Part 2 - Soften the worst blows of life with humor.

"Through humor, you can soften some of the worst blows that life delivers. And once you find laughter, no matter how painful your situation might be, you can survive it." - Bill Cosby

Dr Abe V Rotor 

Light moments, Amadeo, Cavite, author with his students at the University of Santo Tomas  Graduate School. AVR 

1. A judge in sentencing a criminal recently said, "I am giving you the maximum punishment - I am letting you go free to worry about taxes, inflation, and everything else, just like the rest of us."

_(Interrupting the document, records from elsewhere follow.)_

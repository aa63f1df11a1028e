//! cabinet-glb - GLB tooling for the cabinet configurator
//!
//! Inspects GLB exports from Blender/FreeCAD and rewrites them into the
//! shape the configurator expects (millimetres, origin at the bottom centre,
//! flat node list).

use std::path::{Path, PathBuf};

use anyhow::{Context, Result};
use cabinet_shared::fs::write_creating_dirs;
use cabinet_shared::{GLB_FORMAT, ScaleMode, ToolsConfig};
use clap::{Args, Parser, Subcommand};
use tracing::info;

use cabinet_glb::{
    Model, Validation, adjust, export, flatten, inspect, materials, measure, units,
};

#[derive(Parser)]
#[command(name = "cabinet-glb")]
#[command(about = "GLB inspection and adjustment for cabinet models")]
#[command(version)]
struct Cli {
    /// Config file (defaults to ./cabinet-tools.toml when present)
    #[arg(long, global = true)]
    config: Option<PathBuf>,

    /// Verbose output
    #[arg(short, long, global = true)]
    verbose: bool,

    #[command(subcommand)]
    command: Commands,
}

#[derive(Subcommand)]
enum Commands {
    /// Full report: structure, materials, bounding box, recommendations
    Inspect(InspectArgs),

    /// Size of the first mesh from its accessor bounds
    Measure {
        /// Input GLB file
        input: PathBuf,
    },

    /// Guess the model's length unit from accessor bounds
    Units {
        /// Input GLB file
        input: PathBuf,
    },

    /// Scale, centre and floor every vertex
    Adjust(AdjustArgs),

    /// Lift the named parts to the top level and drop everything else
    Flatten(FlattenArgs),

    /// List or apply PBR material presets
    Materials {
        #[command(subcommand)]
        command: MaterialsCommand,
    },

    /// Export triangle geometry as Three.js BufferGeometry JSON
    ExportJson(ExportArgs),
}

#[derive(Args)]
struct InspectArgs {
    /// Input GLB file
    input: PathBuf,

    /// Print the report as JSON
    #[arg(long)]
    json: bool,
}

#[derive(Args)]
struct AdjustArgs {
    /// Input GLB file
    input: PathBuf,

    /// Output GLB file (default: <input>_adjusted.glb)
    #[arg(short, long)]
    output: Option<PathBuf>,

    /// Scale mode: meters-to-mm, cm-to-mm, fit, stretch, none
    #[arg(long)]
    mode: Option<ScaleMode>,

    /// Target width in mm (fit/stretch)
    #[arg(long)]
    width: Option<f32>,

    /// Target height in mm (fit/stretch)
    #[arg(long)]
    height: Option<f32>,

    /// Target depth in mm (fit/stretch)
    #[arg(long)]
    depth: Option<f32>,

    /// Leave X/Z where they are
    #[arg(long)]
    no_center: bool,

    /// Leave Y where it is
    #[arg(long)]
    no_floor: bool,
}

#[derive(Args)]
struct FlattenArgs {
    /// Input GLB file
    input: PathBuf,

    /// Output GLB file (default: <input>_flat.glb)
    #[arg(short, long)]
    output: Option<PathBuf>,

    /// Node name to keep (repeatable, replaces the configured list)
    #[arg(short, long = "keep")]
    keep: Vec<String>,

    /// Keep every node that owns a mesh
    #[arg(long, conflicts_with = "keep")]
    all_meshes: bool,
}

#[derive(Subcommand)]
enum MaterialsCommand {
    /// Show the available presets
    List,

    /// Apply a preset to matching materials
    Apply {
        /// Input GLB file
        input: PathBuf,

        /// Preset id (metal-rail, cabinet-body)
        #[arg(short, long)]
        preset: String,

        /// Material name to update; a trailing '*' matches a prefix
        #[arg(short, long = "target", required = true)]
        targets: Vec<String>,

        /// Output GLB file (default: overwrite input)
        #[arg(short, long)]
        output: Option<PathBuf>,
    },
}

#[derive(Args)]
struct ExportArgs {
    /// Input GLB file
    input: PathBuf,

    /// Output JSON file (default: <input>.json)
    #[arg(short, long)]
    output: Option<PathBuf>,

    /// Round coordinates to this many decimals
    #[arg(long)]
    precision: Option<u32>,

    /// Write JSON without whitespace
    #[arg(long)]
    compact: bool,

    /// Add outline edges (boundaries and creases) to every object
    #[arg(long)]
    edges: bool,

    /// Crease angle in degrees for --edges (default: 30)
    #[arg(long, value_name = "DEG", requires = "edges")]
    edge_angle: Option<f32>,
}

fn main() -> Result<()> {
    let cli = Cli::parse();

    let level = if cli.verbose {
        tracing::Level::DEBUG
    } else {
        tracing::Level::INFO
    };
    tracing_subscriber::fmt()
        .with_env_filter(
            tracing_subscriber::EnvFilter::from_default_env().add_directive(level.into()),
        )
        .with_target(false)
        .with_writer(std::io::stderr)
        .init();

    let config = ToolsConfig::load(cli.config.as_deref())?;

    match cli.command {
        Commands::Inspect(args) => {
            let model = Model::load(&args.input)?;
            let report = inspect::inspect(&model)?;
            if args.json {
                println!("{}", serde_json::to_string_pretty(&report)?);
            } else {
                println!("File: {}", args.input.display());
                print!("{report}");
            }
        }

        Commands::Measure { input } => {
            // Missing accessor bounds are part of the report
            let model = Model::load_with(&input, Validation::None)?;
            let report = measure::measure(&model.root, model.container, config.measure.expected());
            print!("{report}");
        }

        Commands::Units { input } => {
            let model = Model::load_with(&input, Validation::None)?;
            let report = units::check_units(&model.root)
                .with_context(|| format!("Cannot determine units of {}", input.display()))?;
            println!("Model: {}", input.display());
            print!("{report}");
        }

        Commands::Adjust(args) => {
            let mut adjust_config = config.adjust.clone();
            if let Some(mode) = args.mode {
                adjust_config.scale_mode = mode;
            }
            if let Some(width) = args.width {
                adjust_config.target_width = width;
            }
            if let Some(height) = args.height {
                adjust_config.target_height = height;
            }
            if let Some(depth) = args.depth {
                adjust_config.target_depth = depth;
            }
            adjust_config.center_xz &= !args.no_center;
            adjust_config.floor_y &= !args.no_floor;

            let output = args.output.unwrap_or_else(|| {
                GLB_FORMAT.sibling_path(&args.input, GLB_FORMAT.adjusted_suffix)
            });
            info!("Converting {:?} -> {:?}", args.input, output);
            info!(
                "Target {}, mode {}",
                adjust_config.target(),
                adjust_config.scale_mode
            );

            let mut model = Model::load(&args.input)?;
            let report = adjust::adjust_model(&mut model, &adjust_config)?;
            print!("{report}");
            model.save(&output)?;
            info!("Done!");
        }

        Commands::Flatten(args) => {
            let keep = if args.all_meshes {
                Vec::new()
            } else if args.keep.is_empty() {
                config.flatten.keep.clone()
            } else {
                args.keep
            };

            let output = args
                .output
                .unwrap_or_else(|| GLB_FORMAT.sibling_path(&args.input, GLB_FORMAT.flat_suffix));
            info!("Converting {:?} -> {:?}", args.input, output);

            let mut model = Model::load(&args.input)?;
            let report = flatten::flatten(&mut model.root, &keep);
            print!("{report}");
            model.save(&output)?;
            info!("Done!");
        }

        Commands::Materials { command } => match command {
            MaterialsCommand::List => {
                for preset in materials::PRESETS {
                    print!("{preset}");
                }
            }
            MaterialsCommand::Apply {
                input,
                preset,
                targets,
                output,
            } => {
                let preset = materials::find_preset(&preset)?;
                let output = output.unwrap_or_else(|| input.clone());
                info!("Converting {:?} -> {:?}", input, output);

                let mut model = Model::load(&input)?;
                let updated = materials::apply_preset(&mut model.root, &preset, &targets)?;
                for name in &updated {
                    println!("✓ {} -> {}", name, preset.id);
                }
                model.save(&output)?;
                info!("Done!");
            }
        },

        Commands::ExportJson(args) => {
            let output = args.output.unwrap_or_else(|| json_sibling(&args.input));
            info!("Converting {:?} -> {:?}", args.input, output);

            let options = export::ExportOptions {
                precision: args.precision,
                edge_angle: args
                    .edges
                    .then(|| args.edge_angle.unwrap_or(export::DEFAULT_EDGE_ANGLE)),
            };
            let model = Model::load(&args.input)?;
            let geometry = export::export_geometry(&model, options)?;
            write_creating_dirs(&output, export::to_json(&geometry, args.compact)?)?;
            println!(
                "✓ {} objects, {} vertices, {} triangles",
                geometry.objects.len(),
                geometry.total_vertices(),
                geometry.total_triangles()
            );
            info!("Done!");
        }
    }

    Ok(())
}

fn json_sibling(input: &Path) -> PathBuf {
    input.with_extension("json")
}
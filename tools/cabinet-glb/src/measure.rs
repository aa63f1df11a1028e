//! Size of the first mesh from its POSITION accessor bounds

use std::fmt;

use cabinet_shared::Dimensions;
use glam::Vec3;
use gltf_json as json;
use json::mesh::Semantic;
use json::validation::Checked::Valid;
use serde::Serialize;

use crate::model::ContainerInfo;
use crate::vertices::{accessor_bounds, describe_accessor};

/// Sizes along X below this are read as metres
const METERS_SIZE_LIMIT: f32 = 10.0;

#[derive(Debug, Clone, Serialize)]
pub struct MeasureReport {
    pub container: ContainerInfo,
    pub mesh_name: Option<String>,
    pub accessor: Option<PositionAccessor>,
    pub expected: Dimensions,
    pub expected_diagonal: f32,
}

#[derive(Debug, Clone, Serialize)]
pub struct PositionAccessor {
    pub index: usize,
    pub count: u64,
    /// `TYPE/COMPONENT`, e.g. `VEC3/F32`
    pub format: String,
    pub buffer_view: Option<usize>,
    /// Absent when the accessor carries no `min`/`max`
    pub extent: Option<Extent>,
}

#[derive(Debug, Clone, Serialize)]
pub struct Extent {
    pub min: [f32; 3],
    pub max: [f32; 3],
    pub size: [f32; 3],
    pub diagonal: f32,
    pub looks_like_meters: bool,
    /// Expected diagonal / measured diagonal
    pub scale_factor: f32,
}

/// Measure the first primitive of the first mesh against `expected` (mm)
pub fn measure(root: &json::Root, container: ContainerInfo, expected: Dimensions) -> MeasureReport {
    let expected_diagonal = expected.diagonal();
    let first_mesh = root.meshes.first();

    let accessor = first_mesh
        .and_then(|mesh| mesh.primitives.first())
        .and_then(|primitive| primitive.attributes.get(&Valid(Semantic::Positions)))
        .and_then(|index| {
            let acc = root.accessors.get(index.value())?;
            Some(PositionAccessor {
                index: index.value(),
                count: acc.count.0,
                format: describe_accessor(acc),
                buffer_view: acc.buffer_view.map(|v| v.value()),
                extent: accessor_bounds(acc).map(|(min, max)| extent(min, max, expected_diagonal)),
            })
        });

    MeasureReport {
        container,
        mesh_name: first_mesh.map(|m| m.name.clone().unwrap_or_else(|| "(unnamed)".into())),
        accessor,
        expected,
        expected_diagonal,
    }
}

fn extent(min: [f32; 3], max: [f32; 3], expected_diagonal: f32) -> Extent {
    let size = Vec3::from(max) - Vec3::from(min);
    let diagonal = size.length();
    Extent {
        min,
        max,
        size: size.to_array(),
        diagonal,
        looks_like_meters: size.x < METERS_SIZE_LIMIT,
        scale_factor: if diagonal > 0.0 {
            expected_diagonal / diagonal
        } else {
            0.0
        },
    }
}

impl fmt::Display for MeasureReport {
    fn fmt(&self, f: &mut fmt::Formatter<'_>) -> fmt::Result {
        writeln!(f, "GLB version: {}", self.container.version)?;
        writeln!(f, "File size: {} bytes", self.container.length)?;
        writeln!(f, "JSON chunk: {} bytes", self.container.json_len)?;
        writeln!(f, "BIN chunk: {} bytes", self.container.bin_len)?;

        let Some(mesh_name) = &self.mesh_name else {
            return writeln!(f, "\nNo meshes in model");
        };
        writeln!(f, "\nFirst mesh: {mesh_name}")?;

        let Some(acc) = &self.accessor else {
            return writeln!(f, "First primitive has no POSITION accessor");
        };
        writeln!(f, "\nPOSITION accessor #{}:", acc.index)?;
        writeln!(f, "  Count: {} vertices", acc.count)?;
        writeln!(f, "  Format: {}", acc.format)?;
        if let Some(view) = acc.buffer_view {
            writeln!(f, "  BufferView: {view}")?;
        }

        let Some(e) = &acc.extent else {
            return writeln!(f, "  min/max: absent");
        };
        writeln!(f, "\nBounds (from accessor):")?;
        writeln!(f, "  Min: [{:.6}, {:.6}, {:.6}]", e.min[0], e.min[1], e.min[2])?;
        writeln!(f, "  Max: [{:.6}, {:.6}, {:.6}]", e.max[0], e.max[1], e.max[2])?;

        let [x, y, z] = e.size;
        writeln!(f, "\nSize:")?;
        writeln!(f, "  X (width):  {x:.6} units")?;
        writeln!(f, "  Y (height): {y:.6} units")?;
        writeln!(f, "  Z (depth):  {z:.6} units")?;
        writeln!(f, "  Diagonal:   {:.6} units", e.diagonal)?;

        writeln!(f, "\nIf units are metres:")?;
        writeln!(f, "  {:.1} x {:.1} x {:.1} mm", x * 1000.0, y * 1000.0, z * 1000.0)?;
        writeln!(f, "If units are millimetres:")?;
        writeln!(f, "  {x:.1} x {y:.1} x {z:.1} mm")?;

        writeln!(f, "\nExpected cabinet: {}", self.expected)?;
        writeln!(f, "Expected diagonal: {:.1} mm", self.expected_diagonal)?;
        if e.looks_like_meters {
            writeln!(f, "GLB is in metres -> scaleFactor ~ {:.1}", e.scale_factor)
        } else {
            writeln!(f, "GLB is in millimetres -> scaleFactor ~ {:.3}", e.scale_factor)
        }
    }
}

2. In prehistoric times, cavemen had a custom of beating the ground with clubs and uttering spine-chilling cries. Anthropologists call this a form of primitive self-expression. When modern men go through the same ritual, they call it golf.

3. Not so long three lunatics escaped from a large asylum. Search officers combed the surrounding countryside for twenty-four hours, and they finally brought in five.


4. When the Creator gave out brains, I thought he said trains - and I missed mine! When He gave out good looks, I thought he said books - and I didn't want any! And when He said noses, I thought he said roses - and I ordered a big red one.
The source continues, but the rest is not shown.